Does anyone know whether (and if so when) Virgin plan to implement IPv6 on its network?

1,493 REPLIES 1,493


@Dagger2 wrote:

 

Spoiler

They have a lot of announcements that look like this:

62.30.0.0/15 	Virgin Media Limited
62.30.0.0/16 	Virgin Media Limited
62.31.0.0/16 	Virgin Media Limited 

which is 65k IPs, not 131k. If you remove all of the overlapping announcements then I make it about 8.3 million IPs. bgp.he.net says "IPs Originated (v4): 9,471,488" including all of the customer prefixes, so that looks about right.

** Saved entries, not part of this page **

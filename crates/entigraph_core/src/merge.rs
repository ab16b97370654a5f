//! Merge-on-insert reconciliation.
//!
//! A [`MergeStrategy`] is a pure function `(old, new) -> merged` applied by
//! the store when an entity with an already stored id is inserted again.
//! Strategies compose with [`MergeStrategy::then`].
//!
//! # Example
//!
//! ```rust,ignore
//! // Keep the stored email when the update leaves it out, and only accept
//! // updates that are at least as recent.
//! let strategy = MergeStrategy::last_write_wins(
//!     vec![MergeStrategy::patch("email")],
//!     "updated_at",
//! );
//! ```

use std::fmt;
use std::sync::Arc;

use entigraph_codec::Value;

use crate::entity::Entity;

/// Signature of a caller-supplied merge function.
pub type MergeFn = Arc<dyn Fn(&Entity, &Entity) -> Entity + Send + Sync>;

/// How a stored entity and an incoming one with the same id are reconciled.
#[derive(Clone, Default)]
pub enum MergeStrategy {
    /// The incoming value replaces the stored one.
    #[default]
    Replace,
    /// Keeps the stored value of one field when the incoming value is
    /// absent or null.
    Patch(String),
    /// Keeps every stored field the incoming value leaves absent or null.
    PatchAll,
    /// Concatenates array values of one field, stored first. Null counts as
    /// an empty array and a scalar as a one-element array.
    Append(String),
    /// The side with the larger `compared_by` value wins (ties go to the
    /// incoming side); `strategies` then merge the loser into the winner.
    /// The result keeps the larger comparator value.
    LastWriteWins {
        /// Strategies applied as `(loser, winner)`.
        strategies: Vec<MergeStrategy>,
        /// Field compared to pick the winner.
        compared_by: String,
    },
    /// Strategies applied in order, each on the previous result.
    Sequence(Vec<MergeStrategy>),
    /// Caller-supplied function.
    Custom(MergeFn),
}

impl MergeStrategy {
    /// Patch strategy for one field.
    pub fn patch(field: impl Into<String>) -> Self {
        Self::Patch(field.into())
    }

    /// Append strategy for one array field.
    pub fn append(field: impl Into<String>) -> Self {
        Self::Append(field.into())
    }

    /// Last-write-wins on `compared_by`, then `strategies`.
    pub fn last_write_wins(strategies: Vec<MergeStrategy>, compared_by: impl Into<String>) -> Self {
        Self::LastWriteWins {
            strategies,
            compared_by: compared_by.into(),
        }
    }

    /// Caller-supplied merge function.
    pub fn custom<F>(f: F) -> Self
    where
        F: Fn(&Entity, &Entity) -> Entity + Send + Sync + 'static,
    {
        Self::Custom(Arc::new(f))
    }

    /// Composes two strategies: `self` runs first, `next` on its result.
    #[must_use]
    pub fn then(self, next: MergeStrategy) -> Self {
        match self {
            Self::Sequence(mut steps) => {
                steps.push(next);
                Self::Sequence(steps)
            }
            first => Self::Sequence(vec![first, next]),
        }
    }

    /// Reconciles a stored entity with an incoming one.
    #[must_use]
    pub fn merge(&self, old: &Entity, new: &Entity) -> Entity {
        match self {
            Self::Replace => new.clone(),
            Self::Patch(field) => {
                let mut merged = new.clone();
                if new.field(field).is_null() {
                    if let Some(kept) = old.get(field) {
                        merged.set_field(field.clone(), kept.clone());
                    }
                }
                merged
            }
            Self::PatchAll => {
                let mut merged = new.clone();
                for (name, value) in old.fields() {
                    if new.field(name).is_null() {
                        merged.set_field(name.clone(), value.clone());
                    }
                }
                merged
            }
            Self::Append(field) => {
                let mut items = as_items(old.field(field));
                items.extend(as_items(new.field(field)));
                let mut merged = new.clone();
                merged.set_field(field.clone(), Value::Array(items));
                merged
            }
            Self::LastWriteWins {
                strategies,
                compared_by,
            } => {
                let old_key = old.field(compared_by);
                let new_key = new.field(compared_by);
                let (winner, loser) = if old_key > new_key { (old, new) } else { (new, old) };

                let mut merged = winner.clone();
                for strategy in strategies {
                    merged = strategy.merge(loser, &merged);
                }
                let latest = if old_key > new_key { old_key } else { new_key };
                if !latest.is_null() {
                    merged.set_field(compared_by.clone(), latest.clone());
                }
                merged
            }
            Self::Sequence(steps) => {
                let mut merged = new.clone();
                for step in steps {
                    merged = step.merge(old, &merged);
                }
                merged
            }
            Self::Custom(f) => f(old, new),
        }
    }
}

fn as_items(value: &Value) -> Vec<Value> {
    match value {
        Value::Null => Vec::new(),
        Value::Array(items) => items.clone(),
        other => vec![other.clone()],
    }
}

impl fmt::Debug for MergeStrategy {
    fn fmt(&self, f: &mut fmt::Formatter<'_>) -> fmt::Result {
        match self {
            Self::Replace => write!(f, "Replace"),
            Self::Patch(field) => write!(f, "Patch({field})"),
            Self::PatchAll => write!(f, "PatchAll"),
            Self::Append(field) => write!(f, "Append({field})"),
            Self::LastWriteWins {
                strategies,
                compared_by,
            } => f
                .debug_struct("LastWriteWins")
                .field("strategies", strategies)
                .field("compared_by", compared_by)
                .finish(),
            Self::Sequence(steps) => f.debug_tuple("Sequence").field(steps).finish(),
            Self::Custom(_) => write!(f, "Custom(..)"),
        }
    }
}

#[cfg(test)]
mod tests {
    use super::*;

    fn doc(fields: &[(&str, Value)]) -> Entity {
        let mut e = Entity::new("Doc", "d1");
        for (name, value) in fields {
            e.set_field(*name, value.clone());
        }
        e
    }

    #[test]
    fn replace_takes_new() {
        let old = doc(&[("a", 1.into()), ("b", 2.into())]);
        let new = doc(&[("a", 3.into())]);
        let merged = MergeStrategy::Replace.merge(&old, &new);
        assert_eq!(merged, new);
    }

    #[test]
    fn patch_keeps_old_when_absent_or_null() {
        let old = doc(&[("email", "a@x".into()), ("name", "A".into())]);

        let absent = doc(&[("name", "B".into())]);
        let merged = MergeStrategy::patch("email").merge(&old, &absent);
        assert_eq!(merged.field("email"), &Value::from("a@x"));
        assert_eq!(merged.field("name"), &Value::from("B"));

        let null = doc(&[("email", Value::Null)]);
        let merged = MergeStrategy::patch("email").merge(&old, &null);
        assert_eq!(merged.field("email"), &Value::from("a@x"));

        let set = doc(&[("email", "b@x".into())]);
        let merged = MergeStrategy::patch("email").merge(&old, &set);
        assert_eq!(merged.field("email"), &Value::from("b@x"));
    }

    #[test]
    fn patch_all_overlays_present_fields() {
        let old = doc(&[("a", 1.into()), ("b", 2.into())]);
        let new = doc(&[("b", 3.into())]);
        let merged = MergeStrategy::PatchAll.merge(&old, &new);
        assert_eq!(merged.field("a"), &Value::from(1));
        assert_eq!(merged.field("b"), &Value::from(3));
    }

    #[test]
    fn append_concatenates() {
        let old = doc(&[("tags", Value::Array(vec!["x".into()]))]);
        let new = doc(&[("tags", Value::Array(vec!["y".into()]))]);
        let merged = MergeStrategy::append("tags").merge(&old, &new);
        assert_eq!(
            merged.field("tags"),
            &Value::Array(vec!["x".into(), "y".into()])
        );

        // null is an empty array on either side
        let merged = MergeStrategy::append("tags").merge(&doc(&[]), &new);
        assert_eq!(merged.field("tags"), &Value::Array(vec!["y".into()]));
    }

    #[test]
    fn append_is_not_idempotent() {
        let old = doc(&[("tags", Value::Array(vec!["x".into()]))]);
        let strategy = MergeStrategy::append("tags");
        let once = strategy.merge(&old, &old);
        let twice = strategy.merge(&once, &old);
        assert_ne!(once, twice);
    }

    #[test]
    fn last_write_wins_picks_larger_comparator() {
        let old = doc(&[("v", 5.into()), ("name", "old".into())]);
        let new = doc(&[("v", 3.into()), ("name", "new".into())]);
        let strategy = MergeStrategy::last_write_wins(vec![], "v");

        let merged = strategy.merge(&old, &new);
        assert_eq!(merged.field("name"), &Value::from("old"));
        assert_eq!(merged.field("v"), &Value::from(5));

        let merged = strategy.merge(&new, &old);
        assert_eq!(merged.field("name"), &Value::from("old"));
    }

    #[test]
    fn last_write_wins_tie_goes_to_new() {
        let old = doc(&[("v", 1.into()), ("name", "old".into())]);
        let new = doc(&[("v", 1.into()), ("name", "new".into())]);
        let merged = MergeStrategy::last_write_wins(vec![], "v").merge(&old, &new);
        assert_eq!(merged.field("name"), &Value::from("new"));
    }

    #[test]
    fn last_write_wins_runs_substrategies_on_winner() {
        let old = doc(&[("v", 1.into()), ("email", "a@x".into())]);
        let new = doc(&[("v", 2.into())]);
        let strategy = MergeStrategy::last_write_wins(vec![MergeStrategy::patch("email")], "v");
        let merged = strategy.merge(&old, &new);
        assert_eq!(merged.field("email"), &Value::from("a@x"));
        assert_eq!(merged.field("v"), &Value::from(2));
    }

    #[test]
    fn composition_applies_in_order() {
        let old = doc(&[("a", 1.into()), ("tags", Value::Array(vec![1.into()]))]);
        let new = doc(&[("tags", Value::Array(vec![2.into()]))]);
        let strategy = MergeStrategy::patch("a").then(MergeStrategy::append("tags"));
        let merged = strategy.merge(&old, &new);
        assert_eq!(merged.field("a"), &Value::from(1));
        assert_eq!(
            merged.field("tags"),
            &Value::Array(vec![1.into(), 2.into()])
        );
    }

    #[test]
    fn custom_strategy() {
        let strategy = MergeStrategy::custom(|old, new| {
            let mut merged = new.clone();
            let total = old.field("n").as_integer().unwrap_or(0) + new.field("n").as_integer().unwrap_or(0);
            merged.set_field("n", total);
            merged
        });
        let merged = strategy.merge(&doc(&[("n", 2.into())]), &doc(&[("n", 3.into())]));
        assert_eq!(merged.field("n"), &Value::from(5));
        assert_eq!(format!("{:?}", strategy), "Custom(..)");
    }

    #[test]
    fn idempotent_strategies() {
        let e = doc(&[("v", 1.into()), ("email", "a@x".into())]);
        for strategy in [
            MergeStrategy::Replace,
            MergeStrategy::patch("email"),
            MergeStrategy::last_write_wins(vec![], "v"),
        ] {
            assert_eq!(strategy.merge(&e, &e), e);
        }
    }
}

Comparing that 8.3 million figure vs your 14 million estimate... yeah. You didn't even account for infrastructure address use or allocation inefficiencies and you still ended up with an estimate that was 1.7x higher than the address space they have available. And you wonder why they want CGNAT?

 


Perhaps my understand of networks is just quite poor then, but why should any of the internal infrastructure (not connected to a external provider) use a public IP?  I know a lot of the Microsoft switches for years now would show their private IP because the internal network didn't have Public IPv4's attached to them.  VM should admin all of their equipment using a 10.0.0.0/8 assignments.  Allocation inefficiencies will be high, BUT, 4over6 could be used to localize a lot of the exit points and help get rid of much of that wastage right?  Sure they will need other servers (DNS/MAIL/Whatever Else) but in the scheme of things I would think that would be quite small, like in the 100's of IP's.

If your telling me that 26 million IP's can't allow a ISP to run more than than about 6 million customers then that makes me really scratch my head about how poorly these things are working.

----
I do not work for VM, but I would. It is just a Job.
Most things I say I make up and sometimes it's useful, don't be mean if it's wrong.
I would also make websites for them, because the job never seems to require the website to work.

I'm telling you that they don't have anything close to 26 million IPs. You double/triple counted overlapping announcements.

Okay, I see what your saying now.

My guess on the 14 million was making the assumption that the STB received a public IP (does it, did it?).  Even if it does, the old STB should work fine under CGNAT (from what I know of them).

And what about the mobile network, are those CGNAT or not (I know EE is, but my Three sims aren't), I don't have a virgin mobile so cant check.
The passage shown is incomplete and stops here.